Surveiller et punir

Surveiller et punir Résumé et Analyse

Dans ce chapitre, Foucault s'inspire de la conception des prisons proposée par Jeremy Bentham, le “Panopticon”, dont il tire le concept de panoptisme. “Pan” signifie “tout” et “optisme” renvoie à la vue ; le Panoptique désigne une institution dans laquelle tout est vu, dans laquelle tout le monde est constamment sous surveillance. Bentham a imaginé une prison avec une haute tour centrale et des cellules disposées en cercle autour d’elle. Un prisonnier dans une cellule peut être vu à tout moment par le gardien posté dans la tour. Le gardien ne surveille pas les prisonniers en permanence ; c’est la seule possibilité d’être surveillé qui force les prisonniers à respecter les règles de l’institution.

Le panoptisme désigne cette impression de surveillance constante. Le pouvoir doit être “visible et invérifiable” : dans le Panopticon de Bentham, la tour centrale montre à tous les prisonniers qu’ils peuvent être observés en permanence. Les prisonniers ne voient pas l’intérieur de la tour et ne peuvent pas savoir s’ils sont réellement surveillés. Le pouvoir de l’institution en est décuplé.

Bentham a conceptualisé le Panopticon pour décrire le fonctionnement carcéral. Pour Foucault, ce concept s’applique à la société moderne dans son ensemble. Il qualifie cette société de “disciplinaire”, en opposition à la société souveraine. Dans une société souveraine, le pouvoir est localisé dans une personne, le roi, qui contrôle la loi et légitime l'exercice de la force. Dans une société disciplinaire, les individus sont contrôlés par les normes sociales qui infusent la société. La société est le lieu du pouvoir et de la surveillance.

Pour mieux expliquer le développement de la société disciplinaire, Foucault évoque la gestion de la peste dans les années 1600. Les pestiférés étaient mis en quarantaine, ce qui divisait explicitement la société entre malades et non malades. Foucault explique qu’une telle division physique n’a pas lieu d’être dans une société disciplinaire. La surveillance constante exercée par ses pairs pousse l’individu à respecter les normes sociales. Foucault évoque ainsi la généralisation de la surveillance : l’individu se sent surveillé en permanence.

Foucault décrit la discipline comme étant un type de pouvoir qui n’est pas généré par une institution spécifique. Le pouvoir disciplinaire n'appartient pas non plus au gouvernement, à la police ou à d'autres organes officiels : personne n'a de contrôle sur les normes sociales car tous les individus y sont soumis.
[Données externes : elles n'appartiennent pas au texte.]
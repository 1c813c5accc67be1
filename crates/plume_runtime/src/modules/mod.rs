//! Module registration and imports.
//!
//! A module is a named globals table. Registered loaders populate it
//! natively; anything else is resolved as a source file on the import path
//! and compiled through the registered `Frontend`. Importing a module also
//! materializes a module object whose attributes mirror the globals.

pub(crate) mod math;
pub(crate) mod os;
pub(crate) mod random;
pub(crate) mod sys;
pub(crate) mod time;

use plume_core::ObjId;

use crate::core::value::ordered_map_new;
use crate::exceptions::ExcKind;
use crate::{Context, OpResult, UnitResult};

/// Populates the current module's globals when it is first imported.
pub type ModuleLoader = fn(&mut Context) -> UnitResult;

/// The compiler seam. `compile` returns a callable Function value whose
/// invocation executes the module body (or expression) in `module`'s
/// globals.
pub trait Frontend {
    fn compile(
        &self,
        ctx: &mut Context,
        source: &str,
        module: &str,
        pretty_name: &str,
    ) -> OpResult;
}

impl Context {
    pub fn register_module(&mut self, name: &str, loader: ModuleLoader) {
        self.module_loaders.insert(name.to_string(), loader);
    }

    pub fn set_import_path(&mut self, path: &str) {
        self.import_path = path.to_string();
        if !self.import_path.is_empty() && !self.import_path.ends_with(['/', '\\']) {
            self.import_path.push('/');
        }
    }

    /// Compile and run source in the currently executing module, through
    /// the registered frontend.
    pub fn execute(&mut self, source: &str, pretty_name: &str) -> OpResult {
        let Some(frontend) = self.frontend.take() else {
            return Err(self.raise(
                ExcKind::RuntimeError,
                "no frontend registered; cannot compile source",
            ));
        };
        let module = self.current_module_name().to_string();
        let compiled = frontend.compile(self, source, &module, pretty_name);
        self.frontend = Some(frontend);
        let body = compiled?;
        self.call(body, &[], None)
    }

    /// Import a module and bind a module object under `alias` (defaulting
    /// to the module name) in the current module's globals.
    pub fn import_module(&mut self, name: &str, alias: Option<&str>) -> OpResult {
        self.load_module(name)?;

        let module_class = self
            .builtins
            .module_class
            .expect("context not bootstrapped");
        let module_obj = self.call(module_class, &[], None)?;
        self.protect(module_obj);
        let result = (|ctx: &mut Context| {
            let name_val = ctx.new_str(name)?;
            ctx.set_attribute(module_obj, "__name__", name_val);
            let bindings: Vec<(String, ObjId)> = ctx
                .globals
                .get(name)
                .map(|g| g.iter().map(|(k, &v)| (k.clone(), v)).collect())
                .unwrap_or_default();
            for (var, val) in bindings {
                ctx.set_attribute(module_obj, &var, val);
            }
            Ok(module_obj)
        })(self);
        self.unprotect(module_obj);
        let module_obj = result?;
        self.set_global(alias.unwrap_or(name), module_obj);
        Ok(module_obj)
    }

    /// Import one name from a module into the current module's globals.
    pub fn import_from_module(&mut self, module: &str, name: &str, alias: Option<&str>) -> OpResult {
        self.load_module(module)?;
        let value = self
            .globals
            .get(module)
            .and_then(|g| g.get(name).copied());
        match value {
            Some(v) => {
                self.set_global(alias.unwrap_or(name), v);
                Ok(v)
            }
            None => Err(self.raise(
                ExcKind::ImportError,
                &format!("cannot import '{name}' from '{module}'"),
            )),
        }
    }

    /// Import every global of a module into the current module's globals.
    pub fn import_all_from_module(&mut self, module: &str) -> UnitResult {
        self.load_module(module)?;
        let bindings: Vec<(String, ObjId)> = self
            .globals
            .get(module)
            .map(|g| g.iter().map(|(k, &v)| (k.clone(), v)).collect())
            .unwrap_or_default();
        for (var, val) in bindings {
            self.set_global(&var, val);
        }
        Ok(())
    }

    /// Idempotent load: run the registered loader, or compile the module's
    /// source file. A failed load leaves no trace in the globals.
    fn load_module(&mut self, name: &str) -> UnitResult {
        if self.globals.contains_key(name) {
            return Ok(());
        }
        self.globals.insert(name.to_string(), ordered_map_new());
        self.current_module.push(name.to_string());

        let result = (|ctx: &mut Context| {
            if name != "__builtins__" {
                ctx.import_all_from_module("__builtins__")?;
            }
            match ctx.module_loaders.get(name) {
                Some(&loader) => loader(ctx),
                None => ctx.load_file_module(name),
            }
        })(self);

        self.current_module.pop();
        if result.is_err() {
            self.globals.shift_remove(name);
        }
        result
    }

    fn load_file_module(&mut self, name: &str) -> UnitResult {
        let path = format!("{}{name}.plm", self.import_path);
        let source = match self.caps.fs.read_to_string(&path) {
            Ok(source) => source,
            Err(_) => {
                return Err(self.raise(
                    ExcKind::ImportError,
                    &format!("no module named '{name}'"),
                ));
            }
        };
        self.execute(&source, name)?;
        Ok(())
    }
}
Foucault définit “l’inversion fonctionnelle des disciplines” comme le passage d'une discipline concentrée dans des institutions déterminées à un pouvoir diffus qui s’exerce au sein de la société. La discipline visait auparavant à éliminer certains comportements : elle avait une fonction de négation. C’est la “discipline-blocus”. Aujourd'hui, la discipline a également une fonction positive, celle de créer des “individus utiles”. C’est la “discipline-mécanisme”, qui vise à influencer l’ensemble des comportements individuels.


Analyse

Dans la section précédente, Foucault identifie les similitudes entre différents types d'institutions – les écoles, les casernes et les hôpitaux – qui sont des lieux clos dans lesquels chaque membre a un rôle défini. Dans ce chapitre, Foucault applique ce processus à l’ensemble de la société. Il décrit comment un type de pouvoir spécifique à des lieux et des moments déterminés se diffuse au travers de la société et s’exerce en permanence.
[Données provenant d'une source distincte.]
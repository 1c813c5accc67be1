//! Arena handles.

use std::fmt;

/// Handle to a heap-allocated Value.
///
/// An `ObjId` is only meaningful through the Context whose arena allocated
/// it. Handles are non-owning; reachability alone keeps the slot alive.
#[derive(Clone, Copy, PartialEq, Eq, Hash)]
pub struct ObjId(pub usize);

impl fmt::Debug for ObjId {
    fn fmt(&self, f: &mut fmt::Formatter<'_>) -> fmt::Result {
        write!(f, "ObjId({})", self.0)
    }
}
Le panoptisme désigne la sensation que chaque individu a d’être constamment surveillé. Cette impression de surveillance généralisée le pousse à agir correctement. Foucault souligne à plusieurs reprises que l’individu n’a pas besoin d’être véritablement surveillé pour respecter les normes sociales. L’impression de surveillance est suffisante pour que chacun intériorise les règles de la société. La force du pouvoir disciplinaire réside dans cet aspect implicite et diffus. Plus les normes sont intériorisées, plus le pouvoir est ancré.
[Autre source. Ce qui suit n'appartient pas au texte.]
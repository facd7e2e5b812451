//! Value synthesis
//!
//! Produces one representative value for an arbitrary registered type. The
//! strategies are tried in a fixed order and the first success wins:
//!
//! 1. **Catalog**: the primitive catalog sample, when the type is recognized.
//! 2. **Double**: a test double, when the type is `Open` and the double
//!    factory has one.
//! 3. **Constructed**: a real instance built through the type's
//!    constructors, no-argument constructors first, synthesizing every
//!    parameter recursively.
//!
//! Only exhaustion of all three becomes an error. Nested failures keep the
//! full requester chain so the report names the top-level type that asked.

use crate::catalog::PrimitiveCatalog;
use crate::config::HarnessConfig;
use crate::double::DoubleFactory;
use crate::error::{SynthesisError, SynthesisErrorKind};
use crate::introspect::{ConstructorInfo, Extensibility, StructuralIntrospector};
use crate::value::{values_equal, BoxedValue, DynValue, TypeDescriptor};
use serde::Serialize;
use std::fmt;

/// Which layer produced a synthesized value
#[derive(Debug, Clone, Copy, PartialEq, Eq, Hash, Serialize)]
#[serde(rename_all = "snake_case")]
pub enum Strategy {
    Catalog,
    Double,
    Constructed,
}

impl fmt::Display for Strategy {
    fn fmt(&self, f: &mut fmt::Formatter<'_>) -> fmt::Result {
        match self {
            Strategy::Catalog => write!(f, "catalog"),
            Strategy::Double => write!(f, "double"),
            Strategy::Constructed => write!(f, "constructed"),
        }
    }
}

/// A successfully synthesized value, owned by the caller.
#[derive(Debug, Clone)]
pub struct Synthesized {
    pub value: BoxedValue,
    pub strategy: Strategy,
}

pub type SynthesisResult = Result<Synthesized, SynthesisError>;

/// Layered value synthesizer.
///
/// Holds no mutable state: the recursion path lives on the stack of each
/// call, so one synthesizer can serve concurrent verification calls.
pub struct ValueSynthesizer<'a> {
    catalog: &'static PrimitiveCatalog,
    introspector: &'a dyn StructuralIntrospector,
    doubles: &'a dyn DoubleFactory,
    max_depth: usize,
}

impl<'a> ValueSynthesizer<'a> {
    pub fn new(
        introspector: &'a dyn StructuralIntrospector,
        doubles: &'a dyn DoubleFactory,
        config: &HarnessConfig,
    ) -> Self {
        Self {
            catalog: PrimitiveCatalog::global(),
            introspector,
            doubles,
            max_depth: config.max_depth.max(1),
        }
    }

    pub fn introspector(&self) -> &'a dyn StructuralIntrospector {
        self.introspector
    }

    /// Synthesize a representative value of `ty`.
    pub fn synthesize(&self, ty: &TypeDescriptor) -> SynthesisResult {
        let mut path = Vec::new();
        let result = self.synthesize_in(ty, &mut path);
        if let Ok(synthesized) = &result {
            log::debug!("synthesized {} via {}", ty, synthesized.strategy);
        }
        result
    }

    /// Build a real instance of `ty`, bypassing the catalog and doubles.
    ///
    /// Used for the object under test, which has to be the genuine type for
    /// its accessors to mean anything.
    pub fn construct(&self, ty: &TypeDescriptor) -> SynthesisResult {
        let mut path = Vec::new();
        self.enter(ty, &mut path, |this, ty, path| this.construct_in(ty, path))
    }

    /// Synthesize a value of `ty` that is not equal to `current`.
    ///
    /// Candidates, in order: the regular synthesized value, the catalog zero
    /// value, one value per registered constructor, then a constructed
    /// instance whose own properties are filled through their setters.
    /// `Ok(None)` when every candidate equals `current`.
    pub fn synthesize_distinct(
        &self,
        ty: &TypeDescriptor,
        current: &dyn DynValue,
    ) -> Result<Option<Synthesized>, SynthesisError> {
        let first = self.synthesize(ty)?;
        if !values_equal(&*first.value, current) {
            return Ok(Some(first));
        }

        if let Some(zero) = self.catalog.zero_value(ty) {
            if !values_equal(&*zero, current) {
                log::debug!("using the zero value of {}", ty);
                return Ok(Some(Synthesized {
                    value: zero,
                    strategy: Strategy::Catalog,
                }));
            }
        }

        let mut constructors = self.introspector.constructors(ty);
        constructors.sort_by_key(|c| c.arity());
        for constructor in &constructors {
            let mut path = vec![*ty];
            let value = match self.arguments_for(constructor, &mut path) {
                Ok(args) => constructor.invoke(args).ok(),
                Err(_) => None,
            };
            if let Some(value) = value.filter(|v| !values_equal(&**v, current)) {
                log::debug!("using {} for a distinct {}", constructor.signature(), ty);
                return Ok(Some(Synthesized {
                    value,
                    strategy: Strategy::Constructed,
                }));
            }
        }

        match self.populated(ty) {
            Some(value) if !values_equal(&*value, current) => {
                log::debug!("using a populated {}", ty);
                Ok(Some(Synthesized {
                    value,
                    strategy: Strategy::Constructed,
                }))
            }
            _ => Ok(None),
        }
    }

    fn populated(&self, ty: &TypeDescriptor) -> Option<BoxedValue> {
        let pairs = self.introspector.find_accessor_pairs(ty, &[]);
        if pairs.is_empty() {
            return None;
        }
        let mut instance = self.construct(ty).ok()?.value;
        for pair in &pairs {
            let mut path = vec![*ty];
            let value = self.synthesize_in(&pair.declared_type, &mut path).ok()?.value;
            pair.set(&mut *instance, value).ok()?;
        }
        Some(instance)
    }

    fn synthesize_in(&self, ty: &TypeDescriptor, path: &mut Vec<TypeDescriptor>) -> SynthesisResult {
        self.enter(ty, path, |this, ty, path| this.resolve(ty, path))
    }

    fn enter<F>(&self, ty: &TypeDescriptor, path: &mut Vec<TypeDescriptor>, step: F) -> SynthesisResult
    where
        F: FnOnce(&Self, &TypeDescriptor, &mut Vec<TypeDescriptor>) -> SynthesisResult,
    {
        if path.len() >= self.max_depth {
            let mut chain = path.clone();
            chain.push(*ty);
            return Err(SynthesisError::new(
                SynthesisErrorKind::RecursionLimitExceeded { limit: self.max_depth },
                *ty,
                chain,
            ));
        }

        path.push(*ty);
        let result = step(self, ty, path);
        path.pop();
        result
    }

    fn resolve(&self, ty: &TypeDescriptor, path: &mut Vec<TypeDescriptor>) -> SynthesisResult {
        if let Ok(value) = self.catalog.sample(ty) {
            return Ok(Synthesized {
                value,
                strategy: Strategy::Catalog,
            });
        }

        let open = self
            .introspector
            .describe(ty)
            .map_or(false, |info| info.extensibility == Extensibility::Open);
        if open {
            if let Some(value) = self.doubles.create_double(ty) {
                return Ok(Synthesized {
                    value,
                    strategy: Strategy::Double,
                });
            }
            log::warn!("no test double for open type {}, trying construction", ty);
        }

        self.construct_in(ty, path)
    }

    fn construct_in(&self, ty: &TypeDescriptor, path: &mut Vec<TypeDescriptor>) -> SynthesisResult {
        let cannot = |reason: String, path: &[TypeDescriptor]| {
            SynthesisError::new(
                SynthesisErrorKind::CannotConstruct { reason },
                *ty,
                path.to_vec(),
            )
        };

        let info = match self.introspector.describe(ty) {
            Some(info) => info,
            None => {
                let reason = "type is neither in the catalog nor registered".to_string();
                return Err(cannot(reason, path.as_slice()));
            }
        };
        if info.is_abstract {
            return Err(cannot("abstract type without a usable test double".into(), path.as_slice()));
        }

        let mut constructors = self.introspector.constructors(ty);
        if constructors.is_empty() {
            return Err(cannot("no constructor registered".into(), path.as_slice()));
        }
        constructors.sort_by_key(|c| c.arity());

        let mut nested_failure = None;
        let mut invocation_failure = None;
        for constructor in &constructors {
            let args = match self.arguments_for(constructor, path) {
                Ok(args) => args,
                Err(err) => {
                    log::debug!("{} unusable: {}", constructor.signature(), err);
                    nested_failure.get_or_insert(err);
                    continue;
                }
            };
            match constructor.invoke(args) {
                Ok(value) => {
                    return Ok(Synthesized {
                        value,
                        strategy: Strategy::Constructed,
                    })
                }
                Err(err) => {
                    log::warn!("{} failed: {}", constructor.signature(), err);
                    invocation_failure.get_or_insert(format!("{} failed: {}", constructor.signature(), err));
                }
            }
        }

        // A nested failure names the deeper culprit, so it wins over a
        // constructor that merely threw.
        Err(match (nested_failure, invocation_failure) {
            (Some(nested), _) => nested,
            (None, Some(reason)) => cannot(reason, path.as_slice()),
            (None, None) => cannot("no usable constructor".into(), path.as_slice()),
        })
    }

    fn arguments_for(
        &self,
        constructor: &ConstructorInfo,
        path: &mut Vec<TypeDescriptor>,
    ) -> Result<Vec<BoxedValue>, SynthesisError> {
        constructor
            .params
            .iter()
            .map(|param| self.synthesize_in(param, path).map(|s| s.value))
            .collect()
    }
}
Foucault considère que l’identité de citoyen est une manifestation du pouvoir. Des significations et des comportements y sont attachés. Aucune identité n’est neutre. Ainsi, tout individu qui s’identifie à une figure d’autorité ou à une personne spécifique le fait dans le cadre d'un système de normes qui influence son comportement.

Bien que Bentham le décrive en détail, aucun Panopticon n’a été construit au XIXe siècle. Foucault ne s’intéresse pas au bâtiment physique en soit, mais à la logique à laquelle il obéit. Le Panopticon est la métaphore d’un modèle de société et de pouvoir. L’attention portée par Foucault aux descriptions de Bentham démontre son intérêt pour l’analyse des discours et des imaginaires. Penser le Panopticon permet de comprendre les différents types de pouvoir et les conceptions de la société.